Sanquhar Castle


Sir William "the Hardy" Douglas (d 1298) turned to Thomas Dickson(5) for help in recovering Sanquhar Castle in 1295. Thomas, the hero of the hour, made an unopposed entry in a wood cart with which he blocked open castle gates. He killed the porter with his dirk and he slew three gate wardens with an axe. The castle was retaken before the English defenders could rise from their beds. When 3,000 English later appeared to lay siege to the castle, Thomas slipped out through a secret passage to warn William Wallace. Wallace rescued the castle, with the English losing 500 men in the process.
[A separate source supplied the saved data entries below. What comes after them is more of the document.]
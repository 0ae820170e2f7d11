/* packages/cli/core/src/prerender/builder.rs */

// Build orchestration boundary: scheduling a named target yields a handle
// whose result carries locale-aware output paths. The production impl runs
// the target's configured shell command.

use std::path::{Path, PathBuf};

use anyhow::{bail, Context, Result};
use tokio::process::{Child, Command};

use crate::config::{I18nSection, TargetConfig, TargetsSection};
use crate::ui::{self, DIM, RESET};

/// Option overrides forced onto a scheduled sub-build. Prerendering needs a
/// deterministic one-shot artifact, so watch mode is always off and the
/// browser build additionally disables service-worker augmentation.
#[derive(Debug, Clone, Copy)]
pub struct BuildOverrides {
  pub watch: bool,
  pub service_worker: Option<bool>,
}

#[derive(Debug, Clone)]
pub struct BuildArtifact {
  pub success: bool,
  /// Root output directory; absent signals a configuration failure distinct
  /// from a build failure.
  pub base_output_path: Option<PathBuf>,
  /// One directory per output locale, or exactly the base directory.
  pub output_paths: Vec<PathBuf>,
}

pub trait TargetBuilder {
  type Handle: BuildHandle;
  fn schedule(&self, target: &str, overrides: BuildOverrides) -> Result<Self::Handle>;
}

pub trait BuildHandle {
  async fn result(&mut self) -> Result<BuildArtifact>;
  /// Releases whatever the build holds. Called exactly once per handle,
  /// on success and failure paths alike.
  async fn stop(self) -> Result<()>;
}

// -- Production builder: one shell command per target --

pub struct ProcessTargetBuilder {
  base_dir: PathBuf,
  targets: TargetsSection,
  locales: Vec<String>,
}

impl ProcessTargetBuilder {
  pub fn new(base_dir: &Path, targets: TargetsSection, i18n: Option<&I18nSection>) -> Self {
    Self {
      base_dir: base_dir.to_path_buf(),
      targets,
      locales: i18n.map(|cfg| cfg.locales.clone()).unwrap_or_default(),
    }
  }

  fn target(&self, name: &str) -> Result<&TargetConfig> {
    match name {
      "browser" => Ok(&self.targets.browser),
      "server" => Ok(&self.targets.server),
      other => bail!("unknown build target \"{other}\""),
    }
  }
}

impl TargetBuilder for ProcessTargetBuilder {
  type Handle = ProcessBuildHandle;

  fn schedule(&self, target: &str, overrides: BuildOverrides) -> Result<ProcessBuildHandle> {
    let config = self.target(target)?;
    ui::detail(&format!("{DIM}{}{RESET}", config.build_command));
    let mut cmd = Command::new("sh");
    cmd.args(["-c", &config.build_command]);
    cmd.current_dir(&self.base_dir);
    cmd.stdout(std::process::Stdio::piped());
    cmd.stderr(std::process::Stdio::piped());
    cmd.kill_on_drop(true);
    cmd.env("VENEER_WATCH", if overrides.watch { "1" } else { "0" });
    if let Some(sw) = overrides.service_worker {
      cmd.env("VENEER_SERVICE_WORKER", if sw { "1" } else { "0" });
    }
    let child = cmd.spawn().with_context(|| format!("failed to start {target} build"))?;
    Ok(ProcessBuildHandle {
      label: target.to_string(),
      child: Some(child),
      out_dir: self.base_dir.join(&config.out_dir),
      locales: self.locales.clone(),
    })
  }
}

pub struct ProcessBuildHandle {
  label: String,
  child: Option<Child>,
  out_dir: PathBuf,
  locales: Vec<String>,
}

impl BuildHandle for ProcessBuildHandle {
  async fn result(&mut self) -> Result<BuildArtifact> {
    let Some(child) = self.child.take() else {
      bail!("{} build result already consumed", self.label);
    };
    let output = child
      .wait_with_output()
      .await
      .with_context(|| format!("failed to wait for {} build", self.label))?;
    if !output.status.success() {
      let stderr = String::from_utf8_lossy(&output.stderr);
      ui::error(&format!("{} build exited with {}:\n{stderr}", self.label, output.status));
      return Ok(BuildArtifact { success: false, base_output_path: None, output_paths: Vec::new() });
    }
    let output_paths = if self.locales.is_empty() {
      vec![self.out_dir.clone()]
    } else {
      self.locales.iter().map(|locale| self.out_dir.join(locale)).collect()
    };
    Ok(BuildArtifact {
      success: true,
      base_output_path: Some(self.out_dir.clone()),
      output_paths,
    })
  }

  async fn stop(mut self) -> Result<()> {
    if let Some(mut child) = self.child.take() {
      child.start_kill().ok();
      child.wait().await.with_context(|| format!("failed to reap {} build", self.label))?;
    }
    Ok(())
  }
}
The present Sanquhar Castle was built by the Crichton family from about 1400. They chose a strong location, with ground falling steeply to the River Nith to the west and the Townfoot Burn to the north. The natural defences were supplemented by a ditch cut around the east and south of the site. This remains impressively deep on the eastern side of the castle.

The castle that gradually emerged over the following two hundred years comprised a rectangular curtain wall, within which were four ranges of buildings. To the north of the main castle was a walled outer courtyard which would have contained service buildings. At the south west corner of the castle was a four storey keep that contained the Crichtons' private rooms. This is where James VI would probably have stayed when he visited Sanquhar Castle in 1617.


In 1639 the Crichtons, by then the Earls of Dumfries, sold the property to Sir William Douglas of Drumlanrig, who later became the 1st Duke of Queensberry. He later built Drumlanrig Castle a few miles away as a much grander residence for his family. But after spending just one night in his new home Sir William returned to Sanquhar Castle, where he lived for the rest of his life. After his death the family moved to Drumlanrig and left Sanquhar Castle to begin its slow decline.


In 1895 John Crichton-Stewart, the 3rd Marquess of Bute, acquired Sanquhar Castle and began work intended to restore his ancestral home to its former glory. The work ceased on his death in 1900 and what remains today is a peculiar mixture of original stonework and restoration, all overlain by the effects of a further century of decay.


1.  James Douglas, 2nd Duke of Queensberry (1662-1711), was born in Sanquhar Castle on the i8th of September 1662
2.  Archibald Douglas of Fingland died in Sanquhar, 1714
3.  Charles Douglas of Holmhill (d. 1792), Agent and chamberlain to Duke of Buccleugh was born in Sanquhar Castle
4.  Birthplace of William Douglas of Fingland, 1762
5.  Thomas Dickson married Margaret, daughter of Sir William "Long Legs" Douglas.